10.4166/kjg.2011.57.5.315
- Author:
Young Doo KIM
1
;
Kyung Ah KIM
;
Woo Sun ROU
;
June Sung LEE
;
Tae June SONG
;
Won Ki BAE
;
Nam Hoon KIM
Author Information
1. Department of Internal Medicine, Ilsan Paik Hospital, Inje University College of Medicine, Goyang, Korea. kakim@paik.ac.kr
- Publication Type:Case Report ; English Abstract
- Keywords:
Hepatitis A;
Autoimmune hepatitis
- MeSH:
Acute Disease;
Alanine Transaminase/blood;
Antibodies, Antinuclear/analysis;
Aspartate Aminotransferases/blood;
Autoantibodies/analysis;
Azathioprine/therapeutic use;
Female;
Hepatitis A/complications/*drug therapy;
Hepatitis, Autoimmune/*diagnosis/drug therapy/etiology;
Humans;
Hypergammaglobulinemia/diagnosis;
Immunosuppressive Agents/therapeutic use;
Liver/pathology;
Middle Aged;
Prednisolone/therapeutic use
- From:The Korean Journal of Gastroenterology
2011;57(5):315-318
- CountryRepublic of Korea
- Language:Korean
-
Abstract:
The pathogenesis of autoimmune hepatitis (AIH) is unclear, but viral infections have been proposed as a potential trigger in patients with genetic predisposition.
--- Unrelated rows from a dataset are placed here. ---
// src/simulation/results.rs

use std::collections::HashMap;
use std::fmt;
use std::time::Duration;

/// The sole output contract of the circuit executor.
#[derive(Debug, Clone, PartialEq)]
pub struct ExecutionOutcome {
    /// Measurement histogram: classical bit-string outcome to occurrence
    /// count across the requested shots. Classical bit 0 is the rightmost
    /// character of each key.
    pub counts: HashMap<String, u64>,
    /// Depth of the lowered circuit (longest per-qubit dependency chain).
    pub depth: usize,
    /// Total elementary gates after lowering.
    pub gate_count: usize,
    /// Wall-clock time spent strictly in state evolution and sampling,
    /// excluding lowering.
    pub runtime: Duration,
}

impl ExecutionOutcome {
    /// Sum of all histogram counts; equals the requested shots.
    pub fn total_shots(&self) -> u64 {
        self.counts.values().sum()
    }
}

impl fmt::Display for ExecutionOutcome {
    fn fmt(&self, f: &mut fmt::Formatter<'_>) -> fmt::Result {
        writeln!(
            f,
            "ExecutionOutcome[depth {}, {} gates, {:.4}s]",
            self.depth,
            self.gate_count,
            self.runtime.as_secs_f64()
        )?;
        // Sort for stable, readable output.
        let mut sorted: Vec<_> = self.counts.iter().collect();
        sorted.sort_by(|(a, _), (b, _)| a.cmp(b));
        for (outcome, count) in sorted {
            writeln!(f, "  {outcome}: {count}")?;
        }
        Ok(())
    }
}
//! Shared fixtures for the integration tests

use async_trait::async_trait;
use catalog_harvest::config::{parse_config, Config};
use catalog_harvest::crawler::{InterruptReason, InterruptionMonitor, ScrapeCoordinator};
use catalog_harvest::extractor::{
    DiscoveredItem, ExtractError, Extractor, ExtractorRegistry, FailureKind, FetchContext,
    HttpClients, ScrapeFailure, ScrapeOutcome, ScrapedProduct,
};
use catalog_harvest::manifest::ManifestWriter;
use catalog_harvest::state::FetchMode;
use catalog_harvest::storage::{open_shared, ProductFields, SharedStorage};
use futures::stream::{self, BoxStream, StreamExt};
use serde_json::json;
use std::collections::HashMap;
use std::path::{Path, PathBuf};
use std::sync::atomic::{AtomicU64, Ordering};
use std::sync::{Arc, Mutex};
use tempfile::TempDir;

pub const RETAILER: &str = "target";

/// Builds a test configuration rooted in `dir`
///
/// Rate limiting is disabled and drains are short so tests run quickly.
pub fn test_config(dir: &Path, batch_size: usize, concurrency: usize, root_url: &str) -> Config {
    let toml = format!(
        r#"
[harvest]
batch-size = {batch_size}
export-every = 1000000
progress-interval = 0
drain-timeout-secs = 5
request-timeout-secs = 5

[rate-limit]
min-delay-ms = 0
max-delay-ms = 0

[retry]
max-attempts = 2
base-delay-ms = 1
max-delay-ms = 5

[circuit-breaker]
soft-threshold = 5
hard-threshold = 8
backoff-base-ms = 1
backoff-max-ms = 5

[output]
database-path = "{db}"
export-dir = "{exports}"
manifest-dir = "{manifests}"

[[retailer]]
name = "{RETAILER}"
root-url = "{root_url}"
concurrency = {concurrency}
critical-fields = ["title", "price"]
"#,
        db = dir.join("harvest.db").display(),
        exports = dir.join("exports").display(),
        manifests = dir.join("manifests").display(),
    );
    parse_config(&toml, |_| None).unwrap()
}

/// A temporary workspace with a config, a database and a shutdown flag
pub struct Harness {
    pub dir: TempDir,
    pub config: Arc<Config>,
    pub storage: SharedStorage,
    pub monitor: InterruptionMonitor,
}

impl Harness {
    pub fn new(batch_size: usize, concurrency: usize) -> Self {
        Self::with_root(batch_size, concurrency, "https://shop.test/sitemap.xml")
    }

    pub fn with_root(batch_size: usize, concurrency: usize, root_url: &str) -> Self {
        Self::build(batch_size, concurrency, root_url, |_| {})
    }

    /// Like `new`, with `customize` applied to the configuration first
    pub fn customized<F>(batch_size: usize, concurrency: usize, customize: F) -> Self
    where
        F: FnOnce(&mut Config),
    {
        Self::build(batch_size, concurrency, "https://shop.test/sitemap.xml", customize)
    }

    fn build<F>(batch_size: usize, concurrency: usize, root_url: &str, customize: F) -> Self
    where
        F: FnOnce(&mut Config),
    {
        let dir = TempDir::new().unwrap();
        let mut config = test_config(dir.path(), batch_size, concurrency, root_url);
        customize(&mut config);
        let config = Arc::new(config);
        let storage = open_shared(Path::new(&config.output.database_path)).unwrap();
        Self {
            dir,
            config,
            storage,
            monitor: InterruptionMonitor::new(),
        }
    }

    pub fn manifest_dir(&self) -> PathBuf {
        PathBuf::from(&self.config.output.manifest_dir)
    }

    /// A coordinator using `extractor` for the test retailer
    pub fn coordinator(&self, extractor: Arc<dyn Extractor>) -> ScrapeCoordinator {
        let mut registry = ExtractorRegistry::new();
        registry.insert(extractor);
        self.coordinator_with(registry)
    }

    pub fn coordinator_with(&self, registry: ExtractorRegistry) -> ScrapeCoordinator {
        ScrapeCoordinator::new(
            Arc::clone(&self.config),
            Arc::clone(&self.storage),
            Arc::new(registry),
            HttpClients::from_config(&self.config.harvest, &self.config.proxy).unwrap(),
            self.monitor.clone(),
            "test-hash".to_string(),
        )
    }

    /// Writes a completed manifest holding one product URL per id
    pub fn write_manifest<I>(&self, ids: I) -> PathBuf
    where
        I: IntoIterator<Item = String>,
    {
        let mut writer = ManifestWriter::create(&self.manifest_dir(), RETAILER).unwrap();
        for id in ids {
            writer.append(&product_url(&id)).unwrap();
        }
        writer.finish().unwrap()
    }
}

pub fn product_url(id: &str) -> String {
    format!("https://shop.test/p/{}", id)
}

pub fn ids(range: std::ops::Range<u32>) -> Vec<String> {
    range.map(|n| n.to_string()).collect()
}

/// What the scripted extractor answers for one product
#[derive(Debug, Clone, Copy)]
pub enum Behavior {
    Found,
    Partial,
    NotFound,
    Fail(FailureKind),
    /// Blocked on direct requests, found through the proxy
    BlockedUnlessProxied,
}

/// In-memory extractor with scripted answers and call accounting
pub struct ScriptedExtractor {
    catalog: Vec<String>,
    default: Behavior,
    overrides: HashMap<String, Behavior>,
    calls: Mutex<HashMap<String, u32>>,
    modes: Mutex<Vec<FetchMode>>,
    scraped: AtomicU64,
    interrupt_after: Option<(u64, InterruptionMonitor)>,
}

impl ScriptedExtractor {
    pub fn new(catalog: Vec<String>) -> Self {
        Self {
            catalog,
            default: Behavior::Found,
            overrides: HashMap::new(),
            calls: Mutex::new(HashMap::new()),
            modes: Mutex::new(Vec::new()),
            scraped: AtomicU64::new(0),
            interrupt_after: None,
        }
    }

    pub fn with_default(mut self, behavior: Behavior) -> Self {
        self.default = behavior;
        self
    }

    pub fn with_override(mut self, id: &str, behavior: Behavior) -> Self {
        self.overrides.insert(id.to_string(), behavior);
        self
    }

    /// Triggers `monitor` while scraping the `n`th product
    pub fn interrupt_after(mut self, n: u64, monitor: InterruptionMonitor) -> Self {
        self.interrupt_after = Some((n, monitor));
        self
    }

    pub fn calls(&self, id: &str) -> u32 {
        self.calls.lock().unwrap().get(id).copied().unwrap_or(0)
    }

    pub fn call_counts(&self) -> HashMap<String, u32> {
        self.calls.lock().unwrap().clone()
    }

    pub fn total_calls(&self) -> u32 {
        self.calls.lock().unwrap().values().sum()
    }

    /// Fetch mode of every call, in call order
    pub fn modes(&self) -> Vec<FetchMode> {
        self.modes.lock().unwrap().clone()
    }
}

#[async_trait]
impl Extractor for ScriptedExtractor {
    fn retailer(&self) -> &str {
        RETAILER
    }

    fn enumerate<'a>(&'a self, _root: &'a str) -> BoxStream<'a, Result<DiscoveredItem, ExtractError>> {
        stream::iter(self.catalog.iter().map(|id| {
            Ok(DiscoveredItem {
                url: product_url(id),
                product_id: id.clone(),
                method: "scripted".to_string(),
            })
        }))
        .boxed()
    }

    async fn scrape_one(&self, _url: &str, product_id: &str, ctx: &FetchContext) -> ScrapeOutcome {
        self.modes.lock().unwrap().push(ctx.mode);
        *self
            .calls
            .lock()
            .unwrap()
            .entry(product_id.to_string())
            .or_insert(0) += 1;

        let n = self.scraped.fetch_add(1, Ordering::SeqCst) + 1;
        if let Some((limit, monitor)) = &self.interrupt_after {
            if n == *limit {
                monitor.trigger(InterruptReason::Manual("test interruption".to_string()));
            }
        }

        let behavior = match self.overrides.get(product_id).copied().unwrap_or(self.default) {
            Behavior::BlockedUnlessProxied if ctx.mode.is_proxied() => Behavior::Found,
            Behavior::BlockedUnlessProxied => Behavior::Fail(FailureKind::Blocked),
            other => other,
        };

        match behavior {
            Behavior::Found | Behavior::Partial => {
                let mut fields = ProductFields::new();
                fields.insert("title".to_string(), json!(format!("Product {}", product_id)));
                if matches!(behavior, Behavior::Found) {
                    fields.insert("price".to_string(), json!("9.99"));
                }
                ScrapeOutcome::Found(ScrapedProduct {
                    fields,
                    partial: matches!(behavior, Behavior::Partial),
                })
            }
            Behavior::NotFound => ScrapeOutcome::NotFound,
            Behavior::Fail(kind) => ScrapeOutcome::Failed(ScrapeFailure::new(kind, "scripted failure")),
            Behavior::BlockedUnlessProxied => unreachable!("resolved against the fetch mode above"),
        }
    }
}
We report a case of AIH following acute hepatitis A (AHA). A 57-year-old woman presented with fatigue and pitting edema for last 3 months. She had been diagnosed as an AHA 15 months ago based on clinical features, biochemical tests and positive HAV IgM antibody at a local clinic. Her biochemical tests was normalized one month after AHA diagnosis, but the serum levels of aminotransferase started to rise four months after AHA diagnosis. Antinuclear antibody was positive at a titer of 1:40, and anti-smooth muscle antibody was also positive. Hypergammaglobulinemia and liver pathology were typical for AIH. The patients had a score of 17 according to the International Autoimmune Hepatitis Group's system. She was given prednisolone and azathioprine and showed complete response to immunosuppressive therapy. The present case is the first report on AIH triggered by AHA in Korea.